use log::{info, warn};
use std::fs::File;
use std::io::{self, BufWriter, Write};
use std::path::PathBuf;

use crate::error::BibFilterError;
use crate::latex::{parse_aux_citekeys, resolve_aux_file, BibDatabase};

/// Where filtered records are written
#[derive(Debug, Clone, PartialEq, Eq, Default)]
pub enum OutputTarget {
    #[default]
    Stdout,
    File(PathBuf),
}

impl OutputTarget {
    pub fn from_path(path: Option<PathBuf>) -> Self {
        path.map_or(Self::Stdout, Self::File)
    }

    /// Open the destination for writing. The handle is closed when dropped.
    pub fn open(&self) -> Result<Box<dyn Write>, BibFilterError> {
        match self {
            Self::Stdout => Ok(Box::new(BufWriter::new(io::stdout().lock()))),
            Self::File(path) => {
                let file = File::create(path).map_err(|e| BibFilterError::file_access(path, e))?;
                Ok(Box::new(BufWriter::new(file)))
            }
        }
    }
}

#[derive(Debug, Clone)]
pub struct FilterOptions {
    /// BibTeX database to filter
    pub database: PathBuf,
    /// Aux file to read; discovered in `working_dir` when `None`
    pub aux: Option<PathBuf>,
    /// Directory searched for `*.aux` files
    pub working_dir: PathBuf,
    pub output: OutputTarget,
}

impl FilterOptions {
    pub fn new(database: impl Into<PathBuf>) -> Self {
        Self {
            database: database.into(),
            aux: None,
            working_dir: PathBuf::from("."),
            output: OutputTarget::Stdout,
        }
    }
}

/// Outcome of a filtering run
#[derive(Debug, Clone, Default, PartialEq, Eq)]
pub struct FilterReport {
    pub aux_file: PathBuf,
    /// Keys whose records were written, in output order
    pub written: Vec<String>,
    /// Keys with no record in the database
    pub missing: Vec<String>,
}

/// Filter the database down to the records cited by the aux file.
///
/// Missing keys are logged as warnings and listed in the report; only file
/// access problems and a failed aux discovery are errors.
pub fn filter_bibliography_internal(options: &FilterOptions) -> Result<FilterReport, BibFilterError> {
    let aux_file = resolve_aux_file(options.aux.as_deref(), &options.working_dir)?;

    info!("Reading citation keys from {:?}", aux_file);
    let citekeys = parse_aux_citekeys(&aux_file)?;
    let database = BibDatabase::from_file(&options.database)?;

    let mut writer = options.output.open()?;
    let mut report = write_entries(&database, &citekeys, &mut writer)?;
    writer.flush()?;

    report.aux_file = aux_file;
    info!(
        "Wrote {} of {} cited records ({} missing)",
        report.written.len(),
        citekeys.len(),
        report.missing.len()
    );
    Ok(report)
}

/// Write each record found for `citekeys` followed by a blank line.
pub fn write_entries<W: Write + ?Sized>(
    database: &BibDatabase,
    citekeys: &[String],
    writer: &mut W,
) -> io::Result<FilterReport> {
    let mut report = FilterReport::default();

    for citekey in citekeys {
        match database.get_entry(citekey) {
            Some(entry) => {
                write!(writer, "{}\n\n", entry)?;
                report.written.push(citekey.clone());
            }
            None => {
                warn!("citekey '{}' not found in database", citekey);
                report.missing.push(citekey.clone());
            }
        }
    }

    Ok(report)
}

use log::{debug, info};
use std::path::{Path, PathBuf};
use walkdir::WalkDir;

use crate::error::BibFilterError;

/// Find all non-hidden aux files directly inside a directory, sorted by path
pub fn find_aux_files(dir: &Path) -> Result<Vec<PathBuf>, BibFilterError> {
    if !dir.is_dir() {
        return Err(BibFilterError::file_access(
            dir,
            std::io::Error::new(std::io::ErrorKind::NotFound, "not a directory"),
        ));
    }

    let mut aux_files: Vec<PathBuf> = WalkDir::new(dir)
        .min_depth(1)
        .max_depth(1)
        .into_iter()
        .filter_map(Result::ok)
        .filter(|entry| {
            entry.path().is_file() &&
            !entry.file_name().to_string_lossy().starts_with('.') &&
            entry.path().extension().map_or(false, |ext| ext == "aux")
        })
        .map(|entry| entry.path().to_path_buf())
        .collect();
    aux_files.sort();

    debug!("Found {} aux files in {:?}", aux_files.len(), dir);
    Ok(aux_files)
}

/// Pick the aux file to read: the explicit one if given, otherwise the first
/// aux file in `dir`.
pub fn resolve_aux_file(explicit: Option<&Path>, dir: &Path) -> Result<PathBuf, BibFilterError> {
    if let Some(path) = explicit {
        return Ok(path.to_path_buf());
    }

    match find_aux_files(dir)?.into_iter().next() {
        Some(path) => {
            info!("Using aux file {:?}", path);
            Ok(path)
        }
        None => Err(BibFilterError::NoAuxFile {
            dir: dir.to_path_buf(),
        }),
    }
}
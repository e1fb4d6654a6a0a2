use auxbib::latex::BibDatabase;
use std::fs::File;
use std::io::Write;
use std::path::Path;
use tempfile::tempdir;

const SAMPLE_BIB: &str = "@article{foo,
  author = {Foo Author},
  title = {On {Foo}},
  year = {2020}
}

@book{foobar,
  author = {Foobar Author},
  title = {Foobar},
  year = {2021}
}
";

fn fixture(file_name: &str) -> std::path::PathBuf {
    let mut path = Path::new(env!("CARGO_MANIFEST_DIR")).to_path_buf();
    path.push("tests");
    path.push("fixtures");
    path.push(file_name);
    path
}

#[test]
fn test_get_entry_hit_and_miss() {
    let db = BibDatabase::from_string(SAMPLE_BIB);

    let entry = db.get_entry("foo").expect("foo should be found");
    assert!(entry.starts_with("@article{foo,"));
    assert!(entry.ends_with('}'));
    assert!(entry.contains("On {Foo}"));
    assert!(!entry.contains("foobar"), "lookup must stop at the nearest closing brace");

    assert!(db.get_entry("bar").is_none());
}

#[test]
fn test_key_must_match_exactly() {
    let db = BibDatabase::from_string(SAMPLE_BIB);

    let entry = db.get_entry("foobar").unwrap();
    assert!(entry.starts_with("@book{foobar,"));
    assert!(db.get_entry("fo").is_none());
    assert!(db.get_entry("oo").is_none());
}

#[test]
fn test_regex_metacharacters_in_key() {
    let bib = "@misc{a.b+c,\n  title = {Dots and pluses},\n}\n\n@misc{aXb+c,\n  title = {Wrong},\n}\n";
    let db = BibDatabase::from_string(bib);

    let entry = db.get_entry("a.b+c").unwrap();
    assert!(entry.contains("Dots and pluses"));
    assert!(db.get_entry("a.*").is_none());
    assert!(db.get_entry("(unbalanced").is_none());
}

#[test]
fn test_crlf_and_missing_final_newline() {
    let bib = "@article{win,\r\n  year = {2000}\r\n}\r\n\r\n@article{last,\n  year = {2001}\n}";
    let db = BibDatabase::from_string(bib);

    assert_eq!(db.get_entry("win").unwrap(), "@article{win,\r\n  year = {2000}\r\n}");
    assert_eq!(db.get_entry("last").unwrap(), "@article{last,\n  year = {2001}\n}");
}

#[test]
fn test_from_file_fixture() {
    let db = BibDatabase::from_file(&fixture("refs.bib")).unwrap();

    // @string is a macro definition, not a record
    assert_eq!(db.entry_count(), 4);
    let lamport = db.get_entry("lamport1994latex").unwrap();
    assert!(lamport.contains("Addison-Wesley"));
    assert!(!lamport.contains("Patashnik"));
    assert!(db.get_entry("tugboat").is_none());
}

#[test]
fn test_from_file_missing_is_error() {
    let dir = tempdir().unwrap();
    assert!(BibDatabase::from_file(&dir.path().join("absent.bib")).is_err());
}

#[test]
fn test_from_file_roundtrip_text() {
    let dir = tempdir().unwrap();
    let path = dir.path().join("one.bib");
    let mut file = File::create(&path).unwrap();
    write!(file, "{}", SAMPLE_BIB).unwrap();

    let db = BibDatabase::from_file(&path).unwrap();
    assert_eq!(db.len(), SAMPLE_BIB.len());
    assert!(!db.is_empty());
    assert!(db.get_entry("foo").is_some());
}

#[test]
fn test_empty_body_stops_at_own_brace() {
    let db = BibDatabase::from_string("@misc{empty,\n}\n\n@article{other,\n  title = {Other},\n}\n");

    assert_eq!(db.get_entry("empty").unwrap(), "@misc{empty,\n}");
    assert_eq!(db.get_entry("other").unwrap(), "@article{other,\n  title = {Other},\n}");
}

#[test]
fn test_empty_body_as_last_record() {
    let db = BibDatabase::from_string("@article{first,\n  year = {1999}\n}\n\n@misc{empty,\n}\n");
    assert_eq!(db.get_entry("empty").unwrap(), "@misc{empty,\n}");

    let db = BibDatabase::from_string("@misc{empty,\n}");
    assert_eq!(db.get_entry("empty").unwrap(), "@misc{empty,\n}");
}

#[test]
fn test_adjacent_records_without_blank_line() {
    let db = BibDatabase::from_string("@article{x,\n  title = {X},\n}\n@book{y,\n  title = {Y},\n}\n");

    assert_eq!(db.get_entry("x").unwrap(), "@article{x,\n  title = {X},\n}");
    assert_eq!(db.get_entry("y").unwrap(), "@book{y,\n  title = {Y},\n}");
}

#[test]
fn test_entry_count_skips_macro_blocks() {
    let bib = "@String{acm = \"ACM\"}\n@comment{ignored}\n@PREAMBLE{\"x\"}\n@article{a,\n  year = {1}\n}\n";
    assert_eq!(BibDatabase::from_string(bib).entry_count(), 1);
}
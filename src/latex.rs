pub mod bibliography;
pub mod citations;
pub mod parser;

use once_cell::sync::Lazy;
use regex::Regex;

pub use bibliography::BibDatabase;
pub use citations::{extract_citekeys, parse_aux_citekeys, CONTROL_CITEKEYS};
pub use parser::{find_aux_files, resolve_aux_file};

// Citation markers written by BibTeX (\citation) and biblatex (\abx@aux@cite)
static AUX_CITATION_REGEX: Lazy<Regex> = Lazy::new(|| {
    Regex::new(r"^(?:\\citation\{(.+)\}|\\abx@aux@cite\{(.+)\})").expect("Invalid aux citation regex pattern")
});
static BIBTEX_HEADER_REGEX: Lazy<Regex> = Lazy::new(|| {
    Regex::new(r"(?m)^\s*@(\w+)\s*\{").expect("Invalid BibTeX header regex pattern")
});
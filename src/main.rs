use anyhow::{Context, Result};
use clap::Parser;
use log::debug;
use std::env;
use std::path::PathBuf;

use auxbib::{filter_bibliography_internal, FilterOptions, OutputTarget};

/// Find citekeys from the LaTeX aux file and filter records matching these from a BibTeX database
#[derive(Parser)]
#[command(author, version, about, long_about = None)]
struct Args {
    /// BibTeX database filename
    database: PathBuf,
    /// LaTeX aux file to read (default: first match of *.aux)
    #[arg(short, long)]
    aux: Option<PathBuf>,
    /// Output for filtered BibTeX records (prints to stdout if not specified)
    #[arg(short, long)]
    output: Option<PathBuf>,
    /// Verbose logging (progress and debug output on stderr)
    #[arg(short, long)]
    verbose: bool,
}

fn main() -> Result<()> {
    let args = Args::parse();

    // Configure logging
    if args.verbose {
        env_logger::Builder::from_env(env_logger::Env::default().default_filter_or("debug")).init();
    } else {
        env_logger::Builder::from_env(env_logger::Env::default().default_filter_or("warn")).init();
    }

    let working_dir = env::current_dir().context("Failed to determine the working directory")?;
    let options = FilterOptions {
        database: args.database,
        aux: args.aux,
        working_dir,
        output: OutputTarget::from_path(args.output),
    };
    debug!("Filter options: {:?}", options);

    filter_bibliography_internal(&options)?;

    Ok(())
}
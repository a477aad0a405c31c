//! Loss function for dispersenn training.
//!
//! Each channel is scored with a pixel-wise mean squared error in normalized
//! space, and the two channel losses are averaged:
//!
//! ```text
//! L_total = (MSE(dispersal) + MSE(density)) / 2
//! ```
//!
//! This equals a single MSE over the stacked `[B, H, W, 2]` target.

use tch::{Reduction, Tensor};

use crate::channels::ChannelPair;

/// Scalar components of one loss evaluation, detached for logging.
#[derive(Debug, Clone, Copy, PartialEq, Default)]
pub struct LossComponents {
    /// Mean of the two channel losses.
    pub total: f64,
    /// Dispersal channel MSE.
    pub dispersal: f64,
    /// Density channel MSE.
    pub density: f64,
}

/// Two-channel mean squared error.
#[derive(Debug, Clone, Copy, Default)]
pub struct DispersalLoss;

impl DispersalLoss {
    /// Create the loss.
    pub fn new() -> Self {
        DispersalLoss
    }

    /// Compute the loss.
    ///
    /// Returns the differentiable scalar together with its detached
    /// components.
    ///
    /// # Shapes
    /// - `prediction`, `target`: `[B, H, W]` per channel
    pub fn forward(
        &self,
        prediction: &ChannelPair<Tensor>,
        target: &ChannelPair<Tensor>,
    ) -> (Tensor, LossComponents) {
        let per_channel = prediction
            .each_ref()
            .zip(target.each_ref(), |_, p, t| p.mse_loss(t, Reduction::Mean));
        let total = (&per_channel.dispersal + &per_channel.density) / 2.0;
        let components = LossComponents {
            total: total.double_value(&[]),
            dispersal: per_channel.dispersal.double_value(&[]),
            density: per_channel.density.double_value(&[]),
        };
        (total, components)
    }
}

#### Instructions to follow
Could you return exactly the lines above from the line with "Directory searched for" to the line with "for citekey in", both included, and nothing else?

#### Answer space
    /// Directory searched for `*.aux` files
    pub working_dir: PathBuf,
    pub output: OutputTarget,
}

impl FilterOptions {
    pub fn new(database: impl Into<PathBuf>) -> Self {
        Self {
            database: database.into(),
            aux: None,
            working_dir: PathBuf::from("."),
            output: OutputTarget::Stdout,
        }
    }
}

/// Outcome of a filtering run
#[derive(Debug, Clone, Default, PartialEq, Eq)]
pub struct FilterReport {
    pub aux_file: PathBuf,
    /// Keys whose records were written, in output order
    pub written: Vec<String>,
    /// Keys with no record in the database
    pub missing: Vec<String>,
}

/// Filter the database down to the records cited by the aux file.
///
/// Missing keys are logged as warnings and listed in the report; only file
/// access problems and a failed aux discovery are errors.
pub fn filter_bibliography_internal(options: &FilterOptions) -> Result<FilterReport, BibFilterError> {
    let aux_file = resolve_aux_file(options.aux.as_deref(), &options.working_dir)?;

    info!("Reading citation keys from {:?}", aux_file);
    let citekeys = parse_aux_citekeys(&aux_file)?;
    let database = BibDatabase::from_file(&options.database)?;

    let mut writer = options.output.open()?;
    let mut report = write_entries(&database, &citekeys, &mut writer)?;
    writer.flush()?;

    report.aux_file = aux_file;
    info!(
        "Wrote {} of {} cited records ({} missing)",
        report.written.len(),
        citekeys.len(),
        report.missing.len()
    );
    Ok(report)
}

/// Write each record found for `citekeys` followed by a blank line.
pub fn write_entries<W: Write + ?Sized>(
    database: &BibDatabase,
    citekeys: &[String],
    writer: &mut W,
) -> io::Result<FilterReport> {
    let mut report = FilterReport::default();

    for citekey in citekeys {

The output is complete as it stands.